Information provided: Begin

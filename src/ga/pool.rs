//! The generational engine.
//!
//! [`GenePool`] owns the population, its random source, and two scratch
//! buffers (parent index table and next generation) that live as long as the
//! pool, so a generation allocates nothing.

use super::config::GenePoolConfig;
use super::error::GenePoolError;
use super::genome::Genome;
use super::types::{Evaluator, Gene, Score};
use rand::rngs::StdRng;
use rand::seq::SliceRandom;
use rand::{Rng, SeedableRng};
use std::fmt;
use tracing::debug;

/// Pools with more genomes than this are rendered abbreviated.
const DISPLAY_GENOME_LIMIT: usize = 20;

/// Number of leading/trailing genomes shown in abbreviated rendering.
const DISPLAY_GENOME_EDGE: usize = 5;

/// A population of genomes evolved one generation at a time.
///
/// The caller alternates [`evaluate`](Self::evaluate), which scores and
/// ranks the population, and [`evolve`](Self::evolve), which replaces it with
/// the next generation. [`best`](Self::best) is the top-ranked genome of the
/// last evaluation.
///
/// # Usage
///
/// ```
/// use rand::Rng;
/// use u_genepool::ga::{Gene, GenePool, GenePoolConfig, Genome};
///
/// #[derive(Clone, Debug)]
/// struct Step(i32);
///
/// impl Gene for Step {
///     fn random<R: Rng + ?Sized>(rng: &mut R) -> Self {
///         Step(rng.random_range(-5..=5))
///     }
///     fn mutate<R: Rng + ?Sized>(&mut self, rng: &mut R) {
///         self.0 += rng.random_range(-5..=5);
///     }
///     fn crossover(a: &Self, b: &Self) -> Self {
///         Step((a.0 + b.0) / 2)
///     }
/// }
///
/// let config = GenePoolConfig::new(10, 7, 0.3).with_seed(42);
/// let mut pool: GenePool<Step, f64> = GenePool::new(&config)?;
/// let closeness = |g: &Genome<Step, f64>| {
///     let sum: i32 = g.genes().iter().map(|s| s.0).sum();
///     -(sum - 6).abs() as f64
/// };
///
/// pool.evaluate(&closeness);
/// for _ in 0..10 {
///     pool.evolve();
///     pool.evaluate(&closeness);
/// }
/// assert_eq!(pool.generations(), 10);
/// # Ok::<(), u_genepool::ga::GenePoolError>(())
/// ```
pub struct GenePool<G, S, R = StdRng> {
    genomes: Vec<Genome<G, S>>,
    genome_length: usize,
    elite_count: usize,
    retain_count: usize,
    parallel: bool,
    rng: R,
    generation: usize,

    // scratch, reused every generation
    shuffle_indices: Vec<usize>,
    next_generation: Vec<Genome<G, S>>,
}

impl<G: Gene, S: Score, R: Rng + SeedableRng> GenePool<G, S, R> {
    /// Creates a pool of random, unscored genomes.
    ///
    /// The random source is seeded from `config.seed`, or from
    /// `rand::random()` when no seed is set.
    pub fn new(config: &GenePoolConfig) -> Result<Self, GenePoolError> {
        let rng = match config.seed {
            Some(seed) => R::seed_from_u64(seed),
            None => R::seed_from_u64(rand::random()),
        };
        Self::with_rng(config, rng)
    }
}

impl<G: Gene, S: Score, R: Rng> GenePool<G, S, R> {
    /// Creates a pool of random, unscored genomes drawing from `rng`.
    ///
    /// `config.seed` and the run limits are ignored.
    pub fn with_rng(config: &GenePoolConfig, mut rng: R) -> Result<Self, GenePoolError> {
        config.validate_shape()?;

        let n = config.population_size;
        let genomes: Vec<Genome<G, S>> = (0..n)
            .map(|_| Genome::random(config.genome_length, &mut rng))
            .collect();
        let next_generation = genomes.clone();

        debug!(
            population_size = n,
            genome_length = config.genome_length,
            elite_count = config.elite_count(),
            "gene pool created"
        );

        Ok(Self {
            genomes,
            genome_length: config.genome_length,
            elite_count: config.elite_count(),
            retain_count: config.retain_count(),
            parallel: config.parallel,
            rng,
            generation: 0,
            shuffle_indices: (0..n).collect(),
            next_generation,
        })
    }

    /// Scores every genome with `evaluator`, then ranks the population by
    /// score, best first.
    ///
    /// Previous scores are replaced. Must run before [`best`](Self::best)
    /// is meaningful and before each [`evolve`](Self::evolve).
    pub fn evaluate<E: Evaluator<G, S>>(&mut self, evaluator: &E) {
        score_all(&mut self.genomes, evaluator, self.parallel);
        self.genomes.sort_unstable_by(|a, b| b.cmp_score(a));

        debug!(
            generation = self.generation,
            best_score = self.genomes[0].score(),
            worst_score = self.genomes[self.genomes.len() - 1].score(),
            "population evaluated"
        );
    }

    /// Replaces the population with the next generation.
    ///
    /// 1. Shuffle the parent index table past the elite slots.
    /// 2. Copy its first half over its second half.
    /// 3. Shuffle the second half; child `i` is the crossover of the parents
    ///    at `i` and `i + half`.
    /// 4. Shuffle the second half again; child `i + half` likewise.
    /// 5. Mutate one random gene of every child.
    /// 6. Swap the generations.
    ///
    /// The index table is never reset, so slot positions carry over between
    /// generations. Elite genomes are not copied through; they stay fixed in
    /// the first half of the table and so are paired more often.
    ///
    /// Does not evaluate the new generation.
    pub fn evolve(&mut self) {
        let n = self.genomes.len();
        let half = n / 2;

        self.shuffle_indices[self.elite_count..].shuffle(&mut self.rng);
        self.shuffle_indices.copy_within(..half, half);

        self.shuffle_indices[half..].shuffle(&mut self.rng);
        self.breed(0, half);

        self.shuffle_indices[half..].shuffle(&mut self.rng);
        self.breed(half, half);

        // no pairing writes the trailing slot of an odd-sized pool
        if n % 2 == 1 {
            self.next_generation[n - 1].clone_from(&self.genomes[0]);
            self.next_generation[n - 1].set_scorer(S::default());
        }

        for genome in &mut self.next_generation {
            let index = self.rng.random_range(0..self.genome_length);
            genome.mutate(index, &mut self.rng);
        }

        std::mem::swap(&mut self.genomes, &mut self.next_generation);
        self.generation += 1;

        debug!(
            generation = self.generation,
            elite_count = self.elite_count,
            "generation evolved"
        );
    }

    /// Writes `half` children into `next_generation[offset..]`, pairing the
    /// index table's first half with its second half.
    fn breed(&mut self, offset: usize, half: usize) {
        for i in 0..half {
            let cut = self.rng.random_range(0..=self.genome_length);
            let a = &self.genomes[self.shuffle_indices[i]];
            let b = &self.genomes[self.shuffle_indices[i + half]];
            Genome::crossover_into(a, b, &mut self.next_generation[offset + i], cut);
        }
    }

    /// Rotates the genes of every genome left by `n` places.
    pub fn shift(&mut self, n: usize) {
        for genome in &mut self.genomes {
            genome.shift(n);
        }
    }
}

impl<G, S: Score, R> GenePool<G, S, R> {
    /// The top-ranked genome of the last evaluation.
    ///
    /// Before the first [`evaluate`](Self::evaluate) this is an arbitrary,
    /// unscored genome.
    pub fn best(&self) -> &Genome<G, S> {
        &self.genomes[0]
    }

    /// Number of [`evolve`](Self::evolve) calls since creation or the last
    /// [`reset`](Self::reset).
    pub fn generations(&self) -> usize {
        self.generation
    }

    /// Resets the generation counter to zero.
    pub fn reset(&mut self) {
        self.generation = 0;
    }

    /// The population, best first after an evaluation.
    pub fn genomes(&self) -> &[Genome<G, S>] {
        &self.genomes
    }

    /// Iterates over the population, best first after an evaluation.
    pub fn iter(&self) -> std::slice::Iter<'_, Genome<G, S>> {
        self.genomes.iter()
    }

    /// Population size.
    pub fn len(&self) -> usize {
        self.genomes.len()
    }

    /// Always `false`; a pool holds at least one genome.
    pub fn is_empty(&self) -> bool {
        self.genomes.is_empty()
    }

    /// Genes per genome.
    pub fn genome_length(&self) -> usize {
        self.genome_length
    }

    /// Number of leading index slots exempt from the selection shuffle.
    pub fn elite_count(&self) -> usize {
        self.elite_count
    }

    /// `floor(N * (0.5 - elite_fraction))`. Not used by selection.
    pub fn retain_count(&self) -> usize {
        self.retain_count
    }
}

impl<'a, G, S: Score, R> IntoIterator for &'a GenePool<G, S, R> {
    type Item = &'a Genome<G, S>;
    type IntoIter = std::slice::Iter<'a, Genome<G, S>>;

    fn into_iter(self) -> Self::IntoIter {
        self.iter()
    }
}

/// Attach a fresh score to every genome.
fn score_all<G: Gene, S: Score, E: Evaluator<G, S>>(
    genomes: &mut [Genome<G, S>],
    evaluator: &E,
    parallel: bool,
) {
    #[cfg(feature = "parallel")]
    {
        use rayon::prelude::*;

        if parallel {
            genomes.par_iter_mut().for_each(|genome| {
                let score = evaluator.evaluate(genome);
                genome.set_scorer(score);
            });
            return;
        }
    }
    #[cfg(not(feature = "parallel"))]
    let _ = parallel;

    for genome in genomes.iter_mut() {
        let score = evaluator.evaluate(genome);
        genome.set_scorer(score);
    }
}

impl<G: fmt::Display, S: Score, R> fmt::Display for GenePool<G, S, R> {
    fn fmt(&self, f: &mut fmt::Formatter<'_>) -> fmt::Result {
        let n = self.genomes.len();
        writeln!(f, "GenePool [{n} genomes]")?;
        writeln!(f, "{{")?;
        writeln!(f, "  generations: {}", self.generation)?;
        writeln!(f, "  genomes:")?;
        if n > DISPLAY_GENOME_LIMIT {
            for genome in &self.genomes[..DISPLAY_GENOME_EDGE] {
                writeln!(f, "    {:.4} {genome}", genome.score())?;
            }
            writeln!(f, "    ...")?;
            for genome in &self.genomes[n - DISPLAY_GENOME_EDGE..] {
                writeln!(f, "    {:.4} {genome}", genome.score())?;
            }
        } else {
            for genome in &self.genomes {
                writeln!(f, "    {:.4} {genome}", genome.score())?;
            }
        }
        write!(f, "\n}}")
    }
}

Information provided: End
Information provided: Begin

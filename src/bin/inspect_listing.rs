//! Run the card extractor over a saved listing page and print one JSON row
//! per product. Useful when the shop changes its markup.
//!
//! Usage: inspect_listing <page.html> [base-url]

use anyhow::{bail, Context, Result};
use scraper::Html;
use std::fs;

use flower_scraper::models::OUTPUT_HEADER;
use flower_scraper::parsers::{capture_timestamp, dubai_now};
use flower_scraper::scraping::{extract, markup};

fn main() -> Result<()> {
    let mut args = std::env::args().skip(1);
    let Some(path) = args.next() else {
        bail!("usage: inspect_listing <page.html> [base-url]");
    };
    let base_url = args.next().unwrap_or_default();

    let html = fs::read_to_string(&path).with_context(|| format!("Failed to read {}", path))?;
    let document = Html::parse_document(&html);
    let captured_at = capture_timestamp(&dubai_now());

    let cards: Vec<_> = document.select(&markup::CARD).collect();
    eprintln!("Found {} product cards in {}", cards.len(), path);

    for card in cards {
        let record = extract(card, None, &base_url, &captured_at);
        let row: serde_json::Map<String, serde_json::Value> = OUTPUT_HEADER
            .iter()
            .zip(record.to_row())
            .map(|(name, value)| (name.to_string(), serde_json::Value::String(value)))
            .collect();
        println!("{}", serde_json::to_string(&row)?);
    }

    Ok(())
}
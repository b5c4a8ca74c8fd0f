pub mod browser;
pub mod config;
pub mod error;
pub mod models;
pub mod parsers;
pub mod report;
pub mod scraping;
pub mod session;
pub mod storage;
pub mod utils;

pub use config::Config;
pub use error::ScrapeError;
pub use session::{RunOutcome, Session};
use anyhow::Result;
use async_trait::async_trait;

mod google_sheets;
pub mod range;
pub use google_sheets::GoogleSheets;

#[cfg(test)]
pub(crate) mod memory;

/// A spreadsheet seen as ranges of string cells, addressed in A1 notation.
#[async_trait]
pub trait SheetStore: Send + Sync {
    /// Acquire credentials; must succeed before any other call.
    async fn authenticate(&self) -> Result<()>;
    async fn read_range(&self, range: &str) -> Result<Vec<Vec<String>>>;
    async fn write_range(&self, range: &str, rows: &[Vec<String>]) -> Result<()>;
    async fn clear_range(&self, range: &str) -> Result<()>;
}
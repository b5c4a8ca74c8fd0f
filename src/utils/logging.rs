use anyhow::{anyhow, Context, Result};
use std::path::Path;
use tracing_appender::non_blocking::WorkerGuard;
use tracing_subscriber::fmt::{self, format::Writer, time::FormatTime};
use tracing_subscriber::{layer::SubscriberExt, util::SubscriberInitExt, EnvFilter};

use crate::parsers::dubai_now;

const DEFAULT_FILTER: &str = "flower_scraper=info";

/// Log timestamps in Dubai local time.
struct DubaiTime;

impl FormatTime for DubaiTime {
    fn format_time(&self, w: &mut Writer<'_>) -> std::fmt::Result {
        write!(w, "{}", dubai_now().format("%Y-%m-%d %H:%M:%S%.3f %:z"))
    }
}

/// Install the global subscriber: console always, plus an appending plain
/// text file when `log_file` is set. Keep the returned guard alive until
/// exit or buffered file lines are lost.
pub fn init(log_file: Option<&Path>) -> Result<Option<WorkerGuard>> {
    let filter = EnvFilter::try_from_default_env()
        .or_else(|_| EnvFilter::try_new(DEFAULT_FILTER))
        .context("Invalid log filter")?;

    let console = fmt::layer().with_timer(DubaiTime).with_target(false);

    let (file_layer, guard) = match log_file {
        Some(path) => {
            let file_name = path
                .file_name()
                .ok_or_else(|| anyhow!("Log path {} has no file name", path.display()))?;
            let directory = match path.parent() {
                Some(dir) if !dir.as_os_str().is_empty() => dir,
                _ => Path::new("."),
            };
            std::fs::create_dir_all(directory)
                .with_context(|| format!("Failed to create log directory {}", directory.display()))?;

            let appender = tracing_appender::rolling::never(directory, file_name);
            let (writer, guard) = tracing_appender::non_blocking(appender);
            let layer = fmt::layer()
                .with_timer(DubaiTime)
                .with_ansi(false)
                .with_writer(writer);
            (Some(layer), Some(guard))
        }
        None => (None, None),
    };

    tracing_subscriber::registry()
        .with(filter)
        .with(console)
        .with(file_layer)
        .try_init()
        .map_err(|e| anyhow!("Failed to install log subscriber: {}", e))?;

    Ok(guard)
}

Information provided: End

Your task is to restate, word for word, only those lines above that fall between the line holding "pub(crate) mod memory;" and the line holding "pub fn init(log_file: Option<&Path>)", inclusive.

— Answer to this problem —
pub(crate) mod memory;

/// A spreadsheet seen as ranges of string cells, addressed in A1 notation.
#[async_trait]
pub trait SheetStore: Send + Sync {
    /// Acquire credentials; must succeed before any other call.
    async fn authenticate(&self) -> Result<()>;
    async fn read_range(&self, range: &str) -> Result<Vec<Vec<String>>>;
    async fn write_range(&self, range: &str, rows: &[Vec<String>]) -> Result<()>;
    async fn clear_range(&self, range: &str) -> Result<()>;
}
repository b5c4a8ca74c8fd0f
filename src/utils/logging.rs
use anyhow::{anyhow, Context, Result};
use std::path::Path;
use tracing_appender::non_blocking::WorkerGuard;
use tracing_subscriber::fmt::{self, format::Writer, time::FormatTime};
use tracing_subscriber::{layer::SubscriberExt, util::SubscriberInitExt, EnvFilter};

use crate::parsers::dubai_now;

const DEFAULT_FILTER: &str = "flower_scraper=info";

/// Log timestamps in Dubai local time.
struct DubaiTime;

impl FormatTime for DubaiTime {
    fn format_time(&self, w: &mut Writer<'_>) -> std::fmt::Result {
        write!(w, "{}", dubai_now().format("%Y-%m-%d %H:%M:%S%.3f %:z"))
    }
}

/// Install the global subscriber: console always, plus an appending plain
/// text file when `log_file` is set. Keep the returned guard alive until
/// exit or buffered file lines are lost.
pub fn init(log_file: Option<&Path>) -> Result<Option<WorkerGuard>> {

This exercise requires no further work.